How to interpret bone density test results?

A bone density test gives two scores to help determine whether you have osteoporosis or not. They are: T score: The T score compares your bone density with that of a young and healthy adult of your gender. It helps to find out whether your bone density is normal, low, or at that level which indicates osteoporosis. Here are the different ranges of T score:

  • -1 and above: Normal bone density
  • -1 to -2.5: Low bone density and might lead to osteoporosis
  • -2.5 and above: Osteoporosis

Z score: The Z score enables you to perform a comparison between your bone mass and of other people of your size, age, and gender. A Z score that is below -2.0 indicates that you have lesser bone mass in comparison to other people that fall in your age group, and it could be the result of some other underlying condition other than ageing.
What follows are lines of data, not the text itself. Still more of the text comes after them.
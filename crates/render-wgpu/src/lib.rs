//! wgpu backend for the lantern graphics-device interface.
//!
//! Maps the GL-flavored device contract onto wgpu: named uniforms are
//! staged into one packed uniform block per draw, named attributes become
//! vertex-buffer slots resolved from the generated WGSL, and each draw is
//! its own render pass that loads the previous contents.
//!
//! # Invariants
//! - Uniform byte offsets follow WGSL uniform-address-space layout; the
//!   block size is derived from the program's light-array bound.
//! - Transient buffers and bindings live until `release_state`, never
//!   across it.

mod device;
mod layout;

pub use device::WgpuDevice;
Who should get a bone density test?

While osteoporosis is most common amongst women, it can also occur in men and its risk increases as you age. Before opting for a bone density test, you must consult with your doctor, and they might prescribe you a bone density test if you:

  • Are a woman nearing 65
  • Break a bone after 50
  • Have lost 1.5 inches or more of your height
  • Have back pain without any reasonable explanation
  • Have a drop in hormone levels

To Conclude: A bone density test is used to detect whether you have osteoporosis or not, a condition that makes your bones brittle, fragile, and weak. It uses x-rays to find out the concentration of calcium in your bones and comes in two types - the central DXA test and peripheral test. You can interpret the results of your bone density test by familiarizing yourself with the T score and Z score. The risks in taking a bone density test are next to nothing as you are exposed to minimal levels of radiation, lower than that of an airplane flight or a chest x-ray.